La traballante posizione in classifica della Lazio e i mugugni degli elettori-tifosi hanno immediatamente fatto scattare il campanello di allarme nei palazzi romani. Si sprecano le grida di dolore da destra (Gianni Alemanno, sindaco di Roma) e da sinistra (Montini, vice presidente della Regione Lazio).
Il fatto curioso è che da entrambe le parti si fa la premessa che la politica non deve occuparsi di calcio, premessa che ricorda il famoso proverbio della gallina che ha fatto l'uovo per prima.
Poi i politici si lanciano nei soliti peana su Roma che non merita "una squadra in tilt", e le solite promesse di aiuto.
Come se fino ad ora di aiuto le squadre romane ne abbiano avuto poco. Nessuno si è dimenticato dei contributi previdenziali evasi dalla Lazio (gestione Cragnotti), che lo Stato ha accettato di ricevere in comode rate ventennali. Nessuno si è dimenticato dei debiti della Roma con Unicredit, e dei costanti interessamenti di illustri tifosi da destra e manca per il salvataggio della società.
Verrebbe da pensare che qualche pressione politica sia arrivata anche quando qualcuno fu colto con i regali per gli arbitri tra le mani (leggi Rolex in oro).
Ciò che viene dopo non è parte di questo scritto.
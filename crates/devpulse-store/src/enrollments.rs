use chrono::Utc;
use serde::{Deserialize, Serialize};
use tracing::instrument;

use devpulse_core::ids::{CohortProgramId, EnrollmentId, UserId};

use crate::database::Database;
use crate::error::StoreError;

/// The record linking a trainee to a cohort-program, optionally sponsored
/// by a manager. The manager side is a collection of size at most one.
#[derive(Clone, Debug, Serialize, Deserialize)]
pub struct Enrollment {
    pub id: EnrollmentId,
    pub name: String,
    pub trainee_id: UserId,
    pub cohort_program_id: CohortProgramId,
    pub manager_id: Option<UserId>,
    pub created_at: String,
}

#[derive(Clone, Debug)]
pub struct NewEnrollment {
    pub trainee_id: UserId,
    pub cohort_program_id: CohortProgramId,
    /// Manager linkage, 0 or 1 entries.
    pub manager: Vec<UserId>,
}

pub struct EnrollmentRepo {
    db: Database,
}

impl EnrollmentRepo {
    pub fn new(db: Database) -> Self {
        Self { db }
    }

    /// Create an enrollment. Trainee and pairing must exist; the name is
    /// derived as "{username} - {cohort_program.name}".
    #[instrument(skip(self, new), fields(trainee_id = %new.trainee_id))]
    pub fn create(&self, new: &NewEnrollment) -> Result<Enrollment, StoreError> {
        let trainee = crate::users::UserRepo::new(self.db.clone())
            .find(&new.trainee_id)?
            .ok_or_else(|| StoreError::NotFound(format!("user {}", new.trainee_id)))?;
        let pairing = crate::cohort_programs::CohortProgramRepo::new(self.db.clone())
            .get(&new.cohort_program_id)?;
        let name = format!("{} - {}", trainee.username, pairing.name);

        let id = EnrollmentId::new();
        let manager_id = new.manager.first().cloned();
        let now = Utc::now().to_rfc3339();

        self.db.with_conn(|conn| {
            conn.execute(
                "INSERT INTO enrollments (id, name, trainee_id, cohort_program_id, manager_id, created_at)
                 VALUES (?1, ?2, ?3, ?4, ?5, ?6)",
                rusqlite::params![
                    id.as_str(),
                    name,
                    new.trainee_id.as_str(),
                    new.cohort_program_id.as_str(),
                    manager_id.as_ref().map(|m| m.as_str().to_string()),
                    now,
                ],
            )?;

            Ok(Enrollment {
                id: id.clone(),
                name: name.clone(),
                trainee_id: new.trainee_id.clone(),
                cohort_program_id: new.cohort_program_id.clone(),
                manager_id: manager_id.clone(),
                created_at: now.clone(),
            })
        })
    }

    #[instrument(skip(self), fields(trainee_id = %id))]
    pub fn list_for_trainee(&self, id: &UserId) -> Result<Vec<Enrollment>, StoreError> {
        self.db.with_conn(|conn| {
            let mut stmt = conn.prepare(
                "SELECT id, name, trainee_id, cohort_program_id, manager_id, created_at
                 FROM enrollments WHERE trainee_id = ?1 ORDER BY created_at",
            )?;
            let rows = stmt
                .query_map([id.as_str()], row_to_enrollment)?
                .collect::<Result<Vec<_>, _>>()?;
            Ok(rows)
        })
    }
}

fn row_to_enrollment(row: &rusqlite::Row<'_>) -> rusqlite::Result<Enrollment> {
    Ok(Enrollment {
        id: EnrollmentId::from_raw(row.get::<_, String>(0)?),
        name: row.get(1)?,
        trainee_id: UserId::from_raw(row.get::<_, String>(2)?),
        cohort_program_id: CohortProgramId::from_raw(row.get::<_, String>(3)?),
        manager_id: row.get::<_, Option<String>>(4)?.map(UserId::from_raw),
        created_at: row.get(5)?,
    })
}

#[cfg(test)]
mod tests {
    use super::*;
    use crate::cohort_programs::{CohortProgramRepo, NewCohortProgram};
    use crate::cohorts::CohortRepo;
    use crate::programs::ProgramRepo;
    use crate::roles::RoleRepo;
    use crate::users::{NewUser, UserRepo};

    fn setup() -> (Database, UserId, CohortProgramId) {
        let db = Database::in_memory().unwrap();
        let role = RoleRepo::new(db.clone()).create("Trainee", "trainee").unwrap();
        let user = UserRepo::new(db.clone())
            .create(&NewUser {
                username: "jane".to_string(),
                email: "jane@x.com".to_string(),
                password: "hashed".to_string(),
                first_name: None,
                last_name: None,
                role_id: role.id,
            })
            .unwrap();
        let cohort = CohortRepo::new(db.clone()).create("Cohort 23", true).unwrap();
        let program = ProgramRepo::new(db.clone()).create("Bootcamp", 0, true).unwrap();
        let pairing = CohortProgramRepo::new(db.clone())
            .create(&NewCohortProgram {
                cohort_id: cohort.id,
                program_id: program.id,
                start_date: None,
                auto_populate: true,
            })
            .unwrap();
        (db, user.id, pairing.id)
    }

    #[test]
    fn create_derives_name() {
        let (db, trainee_id, cp_id) = setup();
        let repo = EnrollmentRepo::new(db);

        let enrollment = repo
            .create(&NewEnrollment {
                trainee_id: trainee_id.clone(),
                cohort_program_id: cp_id,
                manager: vec![],
            })
            .unwrap();

        assert_eq!(enrollment.name, "jane - Cohort 23 Bootcamp");
        assert!(enrollment.manager_id.is_none());
    }

    #[test]
    fn manager_linkage_keeps_first() {
        let (db, trainee_id, cp_id) = setup();
        let role = RoleRepo::new(db.clone()).create("Manager", "manager").unwrap();
        let manager = UserRepo::new(db.clone())
            .create(&NewUser {
                username: "boss".to_string(),
                email: "boss@x.com".to_string(),
                password: "hashed".to_string(),
                first_name: None,
                last_name: None,
                role_id: role.id,
            })
            .unwrap();
        let repo = EnrollmentRepo::new(db);

        let enrollment = repo
            .create(&NewEnrollment {
                trainee_id,
                cohort_program_id: cp_id,
                manager: vec![manager.id.clone()],
            })
            .unwrap();

        assert_eq!(enrollment.manager_id, Some(manager.id));
    }

    #[test]
    fn create_with_missing_trainee_fails() {
        let (db, _, cp_id) = setup();
        let repo = EnrollmentRepo::new(db);

        let result = repo.create(&NewEnrollment {
            trainee_id: UserId::from_raw("user_nope"),
            cohort_program_id: cp_id,
            manager: vec![],
        });
        assert!(matches!(result, Err(StoreError::NotFound(_))));
    }

    #[test]
    fn list_for_trainee() {
        let (db, trainee_id, cp_id) = setup();
        let repo = EnrollmentRepo::new(db);

        assert!(repo.list_for_trainee(&trainee_id).unwrap().is_empty());

        repo.create(&NewEnrollment {
            trainee_id: trainee_id.clone(),
            cohort_program_id: cp_id,
            manager: vec![],
        })
        .unwrap();

        assert_eq!(repo.list_for_trainee(&trainee_id).unwrap().len(), 1);
    }
}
In quel caso tutti d'accordo: semplici cadeaux, solo romano buon cuore.
Certo poi ci sarebbero altri, brutti, sporchi e cattivi, sotto processo per aver fondato una associazione a delinquere simile alla mafia e alla P2, che regalava all'arbitro la maglietta di Kapò (vedi vignetta). Ma si sa, se a Torino regalano una maglietta si tratta di tentativo di corruzione, se a Roma regalano Rolex in oro si tratta di buon cuore. E poi Roma, Caput Mundi, è come la moglie di Cesare; senza passato, e al di sopra di ogni sospetto.
Una situazione grottesca e tristissima, tanto più in questo periodo storico dove l'Italia è piena di fabbriche occupate da operai in rivolta per un posto di lavoro (e una vita) che sfugge via.
Ma i politici (di destra, centro e sinistra) hanno altro a cui pensare. Forse perché nella Capitale le fabbriche non esistono. Loro sono "a' Capitale", e hanno i Ministeri.
Chissà che per svegliare questi politici non sia necessario arrivare al default dello Stato. A quel punto i ministeriali senza stipendio saliranno sui tetti dei ministeri. Naturalmente armati di sciarpetta della Maggica o del Piovarolo al collo. Auguri.